DIY Electricity Basics

Every home is dependent on electricity as a means of power; in fact, few gadgets will work without it. It provides lighting and heating — even if you have gas or oil as your main source of fuel — and it powers virtually all those household appliances that have-become an essential part of people’s lives today.

Because we cannot see electricity we tend to fear it; the only reason we know it is there is when we operate a switch, or accidentally touch a live wire and get a nasty shock. But a basic understanding of what it is, how it works and where it runs through the home will go a long way to removing the apprehension. The key word is safety.

More than with any other work around the home, accuracy is all important. ‘Nearly right’ may be acceptable on some jobs, but this does not apply to electricity. Whatever job you do which involves working with or using this source of power, it must be 100 per cent right; there is no margin for error. If you follow the rules, check at every stage and double check at the end — and do not try to take short cuts — you will find that installing and repairing appliances, fittings and circuits is within the scope of the careful, competent worker.

There are of course many words of warning — and some are more obvious than others. For example, never work on any electrical fitting or appliance without first disconnecting it and — if necessary — switching off the power at the mains. This sounds very obvious, but it is amazing how many times people forget — and that is nearly always where the trouble starts. Always plan the work carefully before you begin. It may take that much longer to do what appears on the surface to be a perfectly simple job, but bear in mind that mistakes can be very costly to rectify — and you may not even be given that chance. When you disconnect or strip down any unit, always mark clearly each wire or terminal so that you connect up correctly when the job is completed.

Most of the electrical equipment and fittings are your property. But remember that the mains supply into your home, right up to and including the electricity company’s meter, is not. This part of the circuit belongs to your regional electricity company and on no account should you ever try to tamper with or work on this part of the supply.

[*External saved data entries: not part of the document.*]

//! ISIN registry extraction.
//!
//! The `C_public.jsp` registry is one large HTML table. Each instrument row
//! has the code and name joined by a full-width space in the first cell,
//! followed by ISIN, listing date, market, industry category and CFI code.
//! Section headers ("股票", "上市認購(售)權證") and non-equity rows are
//! dropped by the stock-id shape check.

use once_cell::sync::Lazy;
use regex::Regex;

use super::{looks_like_stock_id, ParseError};
use crate::source::Source;
use crate::{Record, StockEntry};

static ROW_RE: Lazy<Regex> =
    Lazy::new(|| Regex::new(r"(?s)<tr[^>]*>(.*?)</tr>").expect("valid regex"));
static CELL_RE: Lazy<Regex> =
    Lazy::new(|| Regex::new(r"(?s)<td[^>]*>(.*?)</td>").expect("valid regex"));
static TAG_RE: Lazy<Regex> = Lazy::new(|| Regex::new(r"<[^>]*>").expect("valid regex"));

/// Extract every listed instrument from a registry page.
pub fn parse_stock_list(source: Source, text: &str) -> Result<Vec<Record>, ParseError> {
    let market = match source {
        Source::TpexStockList => "TPEx",
        _ => "TwSE",
    };

    let mut records = Vec::new();
    for row in ROW_RE.captures_iter(text) {
        let cells: Vec<String> = CELL_RE
            .captures_iter(&row[1])
            .map(|c| TAG_RE.replace_all(&c[1], "").trim().to_string())
            .collect();
        if cells.len() < source.capacity() {
            continue;
        }

        // "2330　台積電" - full-width space between code and name
        let mut head = cells[0].split('\u{3000}').filter(|s| !s.is_empty());
        let (stock_id, name) = match (head.next(), head.next()) {
            (Some(id), Some(name)) => (id.trim(), name.trim()),
            _ => continue,
        };
        if !looks_like_stock_id(stock_id) {
            continue;
        }

        records.push(Record::Stock(StockEntry {
            stock_id: stock_id.to_string(),
            name: name.to_string(),
            market: market.to_string(),
            category: cells[4].clone(),
            country: "TW".to_string(),
        }));
    }

    if records.is_empty() {
        return Err(ParseError::EmptyResults(source));
    }
    Ok(records)
}
//! Daily batch download orchestrator.

use std::sync::Arc;

use tokio::sync::mpsc;
use tokio_util::sync::CancellationToken;
use tracing::{debug, info, warn};

use super::{
    drain_one, resolve_anchor, BatchKind, Drained, DownloadRequest, DownloadSummary, Pipeline,
    PipelineError,
};
use crate::engine::{DownloadJob, Job, JobQueue};
use crate::sink::DataSink;
use crate::source::{compact_date, date_from_offset_at, Source, CONCENTRATION_PAGES};
use crate::{Record, StakeConcentration};

/// Result-channel depth of a download fan-in.
const FAN_IN_CAPACITY: usize = 64;

impl Pipeline {
    /// Download every requested dataset family over the rewind window,
    /// fanning results into the sink. Resolves once every job has finished
    /// (or the deadline/cancellation fires).
    pub async fn batching_download(
        &self,
        cancel: CancellationToken,
        request: DownloadRequest,
    ) -> Result<DownloadSummary, PipelineError> {
        let (records_tx, mut records_rx) = mpsc::channel::<Vec<Record>>(FAN_IN_CAPACITY);
        let deadline = tokio::time::Instant::now() + request.timeout;

        let generator = Generator {
            queue: self.queue().clone(),
            fetcher: self.fetcher(),
            sink: self.sink(),
            reporter: self.reporter(),
            cancel: cancel.clone(),
            request: request.clone(),
        };
        tokio::spawn(generator.run(records_tx));

        let mut summary = DownloadSummary::default();
        loop {
            match drain_one(&mut records_rx, deadline, &cancel).await {
                Drained::Item(batch) => {
                    summary.batches += 1;
                    summary.records += batch.len();
                    if let Err(err) = self.persist_batch(batch).await {
                        self.reporter().report(&err);
                        summary.sink_failures += 1;
                    }
                }
                Drained::Completed => break,
                Drained::TimedOut => {
                    warn!("batch download hit safety deadline");
                    summary.timed_out = true;
                    cancel.cancel();
                    break;
                }
                Drained::Cancelled => {
                    summary.cancelled = true;
                    break;
                }
            }
        }

        info!(
            batches = summary.batches,
            records = summary.records,
            sink_failures = summary.sink_failures,
            "batch download finished"
        );
        Ok(summary)
    }

    /// Route one result batch to the sink, per record variant.
    pub(crate) async fn persist_batch(&self, batch: Vec<Record>) -> Result<(), PipelineError> {
        let mut daily_closes = Vec::new();
        let mut three_primary = Vec::new();
        let mut stocks = Vec::new();
        let mut concentrations = Vec::new();

        for record in batch {
            match record {
                Record::DailyClose(row) => daily_closes.push(row),
                Record::ThreePrimary(row) => three_primary.push(row),
                Record::Stock(row) => stocks.push(row),
                Record::Concentration(row) => concentrations.push(row),
            }
        }

        let sink = self.sink();
        if !daily_closes.is_empty() {
            sink.batch_upsert_daily_close(daily_closes).await?;
        }
        if !three_primary.is_empty() {
            sink.batch_upsert_three_primary(three_primary).await?;
        }
        if !stocks.is_empty() {
            sink.batch_upsert_stocks(stocks).await?;
        }

        // a concentration batch is one stock's five ranking pages; store
        // every slot first, then fold them into percentages right away
        let mut touched: Vec<(String, String)> = Vec::new();
        for row in concentrations {
            let key = (row.stock_id.clone(), row.date.clone());
            if !touched.contains(&key) {
                touched.push(key);
            }
            self.persist_concentration_page(row).await?;
        }
        for (stock_id, date) in touched {
            self.refresh_one(&stock_id, &date).await;
        }
        Ok(())
    }

    /// Immediate recomputation after a scrape; failures (e.g. a listing
    /// without 60 days of volume yet) are reported, not fatal.
    async fn refresh_one(&self, stock_id: &str, date: &str) {
        match self.calculator().calculate(stock_id, date).await {
            Ok(Some(updated)) => {
                if let Err(err) = self
                    .sink()
                    .batch_update_stake_concentration(vec![updated])
                    .await
                {
                    self.reporter().report(&err);
                }
            }
            Ok(None) => {}
            Err(err) => self.reporter().report(&err),
        }
    }

    /// One scraped broker-ranking row. Page 1 is the canonical aggregate
    /// and creates the stored row; every page contributes its buy/sell
    /// differential slot for the later refresh.
    async fn persist_concentration_page(
        &self,
        row: StakeConcentration,
    ) -> Result<(), PipelineError> {
        let Some(slot) = row.page.and_then(page_slot) else {
            warn!(stock = %row.stock_id, page = ?row.page, "concentration row without a known page");
            return Ok(());
        };
        let diff = row.sum_buy_shares as i64 - row.sum_sell_shares as i64;
        let sink = self.sink();

        if slot == 0 {
            let mut canonical = row.clone();
            canonical.page = None;
            sink.create_stake_concentration(canonical).await?;
        }
        sink.update_concentration_diff(&row.stock_id, &row.date, slot, diff)
            .await?;
        Ok(())
    }
}

/// Converts a broker-ranking page index into its differential slot.
fn page_slot(page: u8) -> Option<usize> {
    CONCENTRATION_PAGES.iter().position(|p| *p == page)
}

/// Job generator for one download run. Owns a clone of the result sender;
/// dropping it (and every job's clone) closes the fan-in channel.
struct Generator {
    queue: JobQueue,
    fetcher: Arc<dyn crate::crawler::Fetcher>,
    sink: Arc<dyn DataSink>,
    reporter: Arc<dyn crate::telemetry::ErrorReporter>,
    cancel: CancellationToken,
    request: DownloadRequest,
}

impl Generator {
    async fn run(self, records_tx: mpsc::Sender<Vec<Record>>) {
        let anchor = resolve_anchor(self.request.anchor);

        for offset in self.request.rewind_limit..=0 {
            for kind in &self.request.kinds {
                let scheduled = match kind {
                    BatchKind::DailyClose => {
                        self.schedule_sources(
                            &[Source::TwseDailyClose, Source::TpexDailyClose],
                            anchor,
                            offset,
                            &records_tx,
                        )
                        .await
                    }
                    BatchKind::ThreePrimary => {
                        self.schedule_sources(
                            &[Source::TwseThreePrimary, Source::TpexThreePrimary],
                            anchor,
                            offset,
                            &records_tx,
                        )
                        .await
                    }
                    BatchKind::StakeConcentration => {
                        self.schedule_concentration(anchor, offset, &records_tx).await
                    }
                };
                if !scheduled {
                    return;
                }
            }
        }
    }

    async fn schedule_sources(
        &self,
        sources: &[Source],
        anchor: chrono::NaiveDate,
        offset: i64,
        records_tx: &mpsc::Sender<Vec<Record>>,
    ) -> bool {
        for source in sources {
            let format = source.date_format().expect("dated source");
            let Some(date) = date_from_offset_at(anchor, offset, format) else {
                debug!(%source, offset, "weekend, skipping");
                continue;
            };
            let job = Job::Download(DownloadJob {
                cancel: self.cancel.clone(),
                source: *source,
                date: Some(date),
                stock_id: None,
                records_tx: records_tx.clone(),
                rate_limit: self.request.rate_limit,
                fetcher: self.fetcher.clone(),
                reporter: self.reporter.clone(),
            });
            if !self.push(job).await {
                return false;
            }
        }
        true
    }

    async fn schedule_concentration(
        &self,
        anchor: chrono::NaiveDate,
        offset: i64,
        records_tx: &mpsc::Sender<Vec<Record>>,
    ) -> bool {
        let format = Source::StakeConcentration
            .date_format()
            .expect("dated source");
        let Some(date) = date_from_offset_at(anchor, offset, format) else {
            debug!(offset, "weekend, skipping concentration");
            return true;
        };

        // candidates are stocks still missing a scraped row for this day;
        // the lookup key is the compact form of the same date
        let candidates = match self
            .sink
            .list_backfill_concentration_stock_ids(&compact_date(&date))
            .await
        {
            Ok(ids) => ids,
            Err(err) => {
                self.reporter.report(&err);
                return true;
            }
        };
        for stock_id in candidates {
            let job = Job::Download(DownloadJob {
                cancel: self.cancel.clone(),
                source: Source::StakeConcentration,
                date: Some(date.clone()),
                stock_id: Some(stock_id),
                records_tx: records_tx.clone(),
                rate_limit: self.request.rate_limit,
                fetcher: self.fetcher.clone(),
                reporter: self.reporter.clone(),
            });
            if !self.push(job).await {
                return false;
            }
        }
        true
    }

    async fn push(&self, job: Job) -> bool {
        match self.queue.push(job, &self.cancel).await {
            Ok(()) => true,
            Err(err) => {
                debug!(error = %err, "job generation stopped");
                false
            }
        }
    }
}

Should you wish to isolate your consumer unit — if, for example, you want to fit a new, larger unit in order to run off it more circuits — you must get your regional electricity company to come and disconnect you and reconnect you when the work is finished. The Boards are required by law to isolate a consumer’s installation from the mains on request during normal working hours.

On the whole, however, the work you will normally need to carry out can be done by turning off the main switch on your consumer unit or fuse box. This will isolate all circuits in the home and work can then be carried out in total safety. But remember that as soon as you turn the main supply back on it will activate all circuits again; so make sure you have finished all the jobs on the various circuits. Never leave a job unfinished, even though you may not wish to use that particular circuit immediately.

You may not want to tackle all this type of work yourself. But there are many other smaller jobs which you can handle easily and safely and which will minimize the inconvenience of important fittings or appliances not working. The basic techniques of repairing fuses or wiring up plugs, stripping cable and flex and joining them, checking consumption and diagnosing faults are covered on this site.

There are a lot of items you may want to fit yourself, such as light fittings and switches, dimmers and time switches, bells, buzzers, chimes, TV aerials and sockets, cookers and cooker hoods and the range of bathroom fittings. There are detailed instructions in the electrical category on secrets-of-self-sufficiency.com on how to carry out all these jobs, as well as the more major work of moving, adding and wiring up lights, switches and sockets, wiring a converted loft and wiring outside to a garage or greenhouse, for example, or putting lights in the garden.

One of the most inconvenient and costly types of electrical equipment when it goes wrong is the domestic appliance. One sub-category is devoted to the basic repairs you can safely carry out on some appliances — vacuum cleaner, iron, toaster, kettle, fire, hair dryer, tumble dryer, fridge, freezer, mixer, blender, washing machine and floor polisher. Major overhaul work should be left to the manufacturer or appointed repair specialists and models which differ in design from those illustrated should be left to specialists. There are individual parts of many appliances that you can replace yourself; but do not attempt to service any appliances contrary to manufacturers’ instructions. Again a word of caution. Do not be tempted to buy cheap or reconditioned parts and always buy spare parts from a manufacturer’s recommended outlets. Genuine spare parts may be that bit more expensive, but at least you know that you are getting the right part for the machine. There is another point you should bear in mind when considering doing your own repair work on an appliance. Check first whether you are covered by the terms of the manufacturer’s guarantee. If you tackle certain jobs on a new machine yourself, you may well invalidate this guarantee, which could prove costly — and the manufacturer will not be sympathetic to any sob stories if this is the case.

The information contained here should not be regarded as an open invitation to tamper with electrical fittings and equipment. Initially it should be used to give you an understanding of electricity, where it goes, what it does and how it works. When you have grasped the principles, you can then look at the jobs you feel confident to tackle. And if you do not feel you have sufficient expertise to do the work yourself, you will save a lot of time and money just by being able to diagnose the faults and making sure any repair work is done correctly — and is necessary. Above all, take special note of all warnings. They are there for your safety and protection and you ignore them at your peril.